__Activity__. Word for word, retype the first line of the records and every following line through the one containing "writeAtomic(Path::new(path), content.as_bytes())?;".

__Exercise data__.
★ ★ ★ ★

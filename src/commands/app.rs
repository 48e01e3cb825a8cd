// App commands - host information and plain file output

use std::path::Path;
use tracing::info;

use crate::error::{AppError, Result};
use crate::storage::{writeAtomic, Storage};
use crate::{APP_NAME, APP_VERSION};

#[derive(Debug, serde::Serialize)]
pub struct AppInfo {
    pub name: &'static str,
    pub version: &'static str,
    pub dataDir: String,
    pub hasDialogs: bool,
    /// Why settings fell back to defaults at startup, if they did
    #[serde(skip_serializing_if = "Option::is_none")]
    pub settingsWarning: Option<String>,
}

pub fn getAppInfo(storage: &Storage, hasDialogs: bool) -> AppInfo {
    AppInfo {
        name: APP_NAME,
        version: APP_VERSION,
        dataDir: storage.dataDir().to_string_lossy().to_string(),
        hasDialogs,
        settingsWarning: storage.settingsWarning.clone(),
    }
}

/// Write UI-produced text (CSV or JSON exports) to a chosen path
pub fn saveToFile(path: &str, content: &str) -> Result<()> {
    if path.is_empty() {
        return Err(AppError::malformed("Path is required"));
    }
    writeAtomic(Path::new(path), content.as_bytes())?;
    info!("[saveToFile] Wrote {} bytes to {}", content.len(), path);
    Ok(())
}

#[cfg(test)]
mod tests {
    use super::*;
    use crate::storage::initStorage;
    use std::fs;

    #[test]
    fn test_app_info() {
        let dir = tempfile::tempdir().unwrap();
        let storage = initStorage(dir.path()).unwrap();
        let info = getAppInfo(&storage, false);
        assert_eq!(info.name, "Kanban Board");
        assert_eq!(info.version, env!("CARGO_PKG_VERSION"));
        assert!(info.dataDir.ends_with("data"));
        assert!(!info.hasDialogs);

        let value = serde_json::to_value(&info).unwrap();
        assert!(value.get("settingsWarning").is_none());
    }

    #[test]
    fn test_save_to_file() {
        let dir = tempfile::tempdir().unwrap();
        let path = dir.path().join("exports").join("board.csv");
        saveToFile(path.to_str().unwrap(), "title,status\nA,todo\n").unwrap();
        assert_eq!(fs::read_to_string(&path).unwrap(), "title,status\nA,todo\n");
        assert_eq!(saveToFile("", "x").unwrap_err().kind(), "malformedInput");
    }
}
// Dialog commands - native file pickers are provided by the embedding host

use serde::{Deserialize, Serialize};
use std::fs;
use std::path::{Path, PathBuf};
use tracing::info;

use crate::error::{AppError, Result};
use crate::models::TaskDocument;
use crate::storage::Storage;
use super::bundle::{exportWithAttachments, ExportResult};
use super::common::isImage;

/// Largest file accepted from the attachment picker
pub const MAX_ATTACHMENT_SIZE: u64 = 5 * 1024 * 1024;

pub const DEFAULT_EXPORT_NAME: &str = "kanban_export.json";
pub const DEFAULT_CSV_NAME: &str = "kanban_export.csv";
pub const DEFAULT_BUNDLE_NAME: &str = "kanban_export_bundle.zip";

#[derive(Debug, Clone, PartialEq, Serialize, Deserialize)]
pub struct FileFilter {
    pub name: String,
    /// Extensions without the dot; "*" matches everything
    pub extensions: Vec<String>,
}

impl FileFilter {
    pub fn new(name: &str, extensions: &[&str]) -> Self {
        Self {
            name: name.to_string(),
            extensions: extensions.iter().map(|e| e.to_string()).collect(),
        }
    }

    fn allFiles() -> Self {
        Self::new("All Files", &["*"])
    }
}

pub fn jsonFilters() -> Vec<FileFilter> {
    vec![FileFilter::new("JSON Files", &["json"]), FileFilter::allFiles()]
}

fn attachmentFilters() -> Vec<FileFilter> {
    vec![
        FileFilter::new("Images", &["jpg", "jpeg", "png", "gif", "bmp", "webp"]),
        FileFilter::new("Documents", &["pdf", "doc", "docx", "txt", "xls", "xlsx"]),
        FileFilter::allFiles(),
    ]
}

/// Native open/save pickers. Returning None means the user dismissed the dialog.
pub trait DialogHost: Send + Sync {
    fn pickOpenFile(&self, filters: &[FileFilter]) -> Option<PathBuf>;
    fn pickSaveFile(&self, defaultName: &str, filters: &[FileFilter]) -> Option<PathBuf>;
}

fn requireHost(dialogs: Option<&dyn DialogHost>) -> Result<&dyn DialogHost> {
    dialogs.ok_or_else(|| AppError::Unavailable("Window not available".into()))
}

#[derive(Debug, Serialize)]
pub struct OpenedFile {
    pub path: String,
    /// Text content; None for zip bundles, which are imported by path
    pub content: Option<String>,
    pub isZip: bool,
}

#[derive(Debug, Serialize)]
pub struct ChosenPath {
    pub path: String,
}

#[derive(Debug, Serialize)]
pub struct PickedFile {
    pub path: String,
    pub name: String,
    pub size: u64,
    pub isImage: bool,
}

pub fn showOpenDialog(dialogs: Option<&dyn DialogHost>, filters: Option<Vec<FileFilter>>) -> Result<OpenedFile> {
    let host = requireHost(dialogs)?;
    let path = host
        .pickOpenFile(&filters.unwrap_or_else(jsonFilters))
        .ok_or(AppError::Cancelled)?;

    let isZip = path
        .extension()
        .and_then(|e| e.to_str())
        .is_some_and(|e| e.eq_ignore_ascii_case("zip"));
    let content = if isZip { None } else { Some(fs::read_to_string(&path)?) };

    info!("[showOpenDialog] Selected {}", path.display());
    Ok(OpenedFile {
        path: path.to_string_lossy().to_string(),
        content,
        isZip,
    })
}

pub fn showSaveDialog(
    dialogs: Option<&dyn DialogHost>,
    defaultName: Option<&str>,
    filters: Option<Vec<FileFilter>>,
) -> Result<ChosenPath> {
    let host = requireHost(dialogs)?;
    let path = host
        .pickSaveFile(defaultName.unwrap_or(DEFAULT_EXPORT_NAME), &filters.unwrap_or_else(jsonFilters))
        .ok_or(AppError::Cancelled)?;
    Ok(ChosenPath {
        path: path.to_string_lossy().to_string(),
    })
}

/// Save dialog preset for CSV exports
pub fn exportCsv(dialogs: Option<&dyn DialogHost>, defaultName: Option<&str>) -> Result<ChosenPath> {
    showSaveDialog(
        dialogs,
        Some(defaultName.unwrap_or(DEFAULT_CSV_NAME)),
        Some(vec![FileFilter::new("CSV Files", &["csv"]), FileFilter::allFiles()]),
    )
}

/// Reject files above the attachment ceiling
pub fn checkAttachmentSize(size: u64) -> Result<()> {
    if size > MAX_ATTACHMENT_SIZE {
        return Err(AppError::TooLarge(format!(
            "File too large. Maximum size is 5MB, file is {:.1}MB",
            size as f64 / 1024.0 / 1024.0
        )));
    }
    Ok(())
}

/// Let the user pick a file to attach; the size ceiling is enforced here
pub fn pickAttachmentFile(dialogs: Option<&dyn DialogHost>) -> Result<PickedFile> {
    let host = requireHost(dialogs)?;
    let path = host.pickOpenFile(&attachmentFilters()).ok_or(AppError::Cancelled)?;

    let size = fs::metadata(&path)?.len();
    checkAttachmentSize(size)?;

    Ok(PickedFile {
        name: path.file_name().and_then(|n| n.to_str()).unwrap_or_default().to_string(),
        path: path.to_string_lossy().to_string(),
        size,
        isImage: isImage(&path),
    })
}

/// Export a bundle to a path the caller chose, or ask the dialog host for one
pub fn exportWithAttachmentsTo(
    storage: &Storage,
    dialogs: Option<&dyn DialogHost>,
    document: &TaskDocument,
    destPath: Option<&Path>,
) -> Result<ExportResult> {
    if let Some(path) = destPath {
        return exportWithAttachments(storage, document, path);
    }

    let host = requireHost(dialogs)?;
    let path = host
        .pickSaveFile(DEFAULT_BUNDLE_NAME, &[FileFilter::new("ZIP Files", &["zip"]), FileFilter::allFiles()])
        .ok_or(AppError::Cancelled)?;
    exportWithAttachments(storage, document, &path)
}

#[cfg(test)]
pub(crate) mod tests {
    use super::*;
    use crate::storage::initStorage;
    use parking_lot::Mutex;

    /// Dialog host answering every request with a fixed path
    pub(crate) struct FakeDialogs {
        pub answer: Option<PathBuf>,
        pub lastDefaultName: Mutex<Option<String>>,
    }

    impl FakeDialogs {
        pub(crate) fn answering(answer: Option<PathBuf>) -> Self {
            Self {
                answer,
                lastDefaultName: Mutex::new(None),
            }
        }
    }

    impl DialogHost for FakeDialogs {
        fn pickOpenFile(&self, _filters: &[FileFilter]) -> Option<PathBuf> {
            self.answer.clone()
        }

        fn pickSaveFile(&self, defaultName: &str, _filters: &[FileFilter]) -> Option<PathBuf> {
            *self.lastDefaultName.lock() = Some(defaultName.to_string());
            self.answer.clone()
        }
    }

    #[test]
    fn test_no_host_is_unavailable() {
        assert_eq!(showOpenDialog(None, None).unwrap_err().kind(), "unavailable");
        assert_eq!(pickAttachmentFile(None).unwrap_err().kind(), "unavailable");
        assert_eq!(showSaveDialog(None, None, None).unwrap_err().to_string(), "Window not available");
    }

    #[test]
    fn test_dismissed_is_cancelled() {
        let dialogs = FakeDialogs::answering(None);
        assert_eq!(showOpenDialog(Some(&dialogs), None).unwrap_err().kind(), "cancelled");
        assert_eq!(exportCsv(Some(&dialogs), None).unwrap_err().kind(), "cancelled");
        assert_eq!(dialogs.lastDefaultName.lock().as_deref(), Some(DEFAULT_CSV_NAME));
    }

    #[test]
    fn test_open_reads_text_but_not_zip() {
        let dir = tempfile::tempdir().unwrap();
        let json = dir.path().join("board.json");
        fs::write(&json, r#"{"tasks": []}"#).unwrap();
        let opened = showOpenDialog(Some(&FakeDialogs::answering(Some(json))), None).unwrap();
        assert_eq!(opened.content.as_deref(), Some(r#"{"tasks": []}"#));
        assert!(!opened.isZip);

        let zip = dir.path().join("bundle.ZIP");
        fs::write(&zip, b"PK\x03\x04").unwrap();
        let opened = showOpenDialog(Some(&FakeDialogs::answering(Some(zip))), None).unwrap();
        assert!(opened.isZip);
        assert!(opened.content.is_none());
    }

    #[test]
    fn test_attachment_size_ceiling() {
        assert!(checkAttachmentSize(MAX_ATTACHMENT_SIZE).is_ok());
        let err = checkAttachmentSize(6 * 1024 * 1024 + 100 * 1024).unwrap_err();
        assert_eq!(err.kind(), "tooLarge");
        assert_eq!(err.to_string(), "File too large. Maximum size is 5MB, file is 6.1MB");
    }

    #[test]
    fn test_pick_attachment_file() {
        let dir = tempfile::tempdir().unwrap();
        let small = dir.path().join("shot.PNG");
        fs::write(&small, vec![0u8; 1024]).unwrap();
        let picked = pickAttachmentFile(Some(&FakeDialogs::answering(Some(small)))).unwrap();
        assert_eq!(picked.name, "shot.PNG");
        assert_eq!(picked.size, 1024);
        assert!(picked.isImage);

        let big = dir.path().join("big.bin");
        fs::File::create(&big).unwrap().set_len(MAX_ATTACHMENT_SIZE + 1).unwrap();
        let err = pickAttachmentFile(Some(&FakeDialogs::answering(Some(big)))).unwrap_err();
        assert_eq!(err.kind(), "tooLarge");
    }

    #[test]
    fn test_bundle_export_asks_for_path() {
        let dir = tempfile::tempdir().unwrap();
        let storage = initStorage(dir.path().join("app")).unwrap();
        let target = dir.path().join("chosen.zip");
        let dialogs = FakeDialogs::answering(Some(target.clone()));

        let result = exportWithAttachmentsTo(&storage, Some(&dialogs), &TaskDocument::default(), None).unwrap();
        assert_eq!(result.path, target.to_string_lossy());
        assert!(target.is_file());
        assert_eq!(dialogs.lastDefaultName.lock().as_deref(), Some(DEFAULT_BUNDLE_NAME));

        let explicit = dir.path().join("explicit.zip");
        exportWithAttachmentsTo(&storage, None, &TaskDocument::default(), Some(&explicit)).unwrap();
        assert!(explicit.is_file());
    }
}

★ ★ ★ ★

__Result__.
filename src/commands/app.rs
repository 48e01e3cb825a8cd
// App commands - host information and plain file output

use std::path::Path;
use tracing::info;

use crate::error::{AppError, Result};
use crate::storage::{writeAtomic, Storage};
use crate::{APP_NAME, APP_VERSION};

#[derive(Debug, serde::Serialize)]
pub struct AppInfo {
    pub name: &'static str,
    pub version: &'static str,
    pub dataDir: String,
    pub hasDialogs: bool,
    /// Why settings fell back to defaults at startup, if they did
    #[serde(skip_serializing_if = "Option::is_none")]
    pub settingsWarning: Option<String>,
}

pub fn getAppInfo(storage: &Storage, hasDialogs: bool) -> AppInfo {
    AppInfo {
        name: APP_NAME,
        version: APP_VERSION,
        dataDir: storage.dataDir().to_string_lossy().to_string(),
        hasDialogs,
        settingsWarning: storage.settingsWarning.clone(),
    }
}

/// Write UI-produced text (CSV or JSON exports) to a chosen path
pub fn saveToFile(path: &str, content: &str) -> Result<()> {
    if path.is_empty() {
        return Err(AppError::malformed("Path is required"));
    }
    writeAtomic(Path::new(path), content.as_bytes())?;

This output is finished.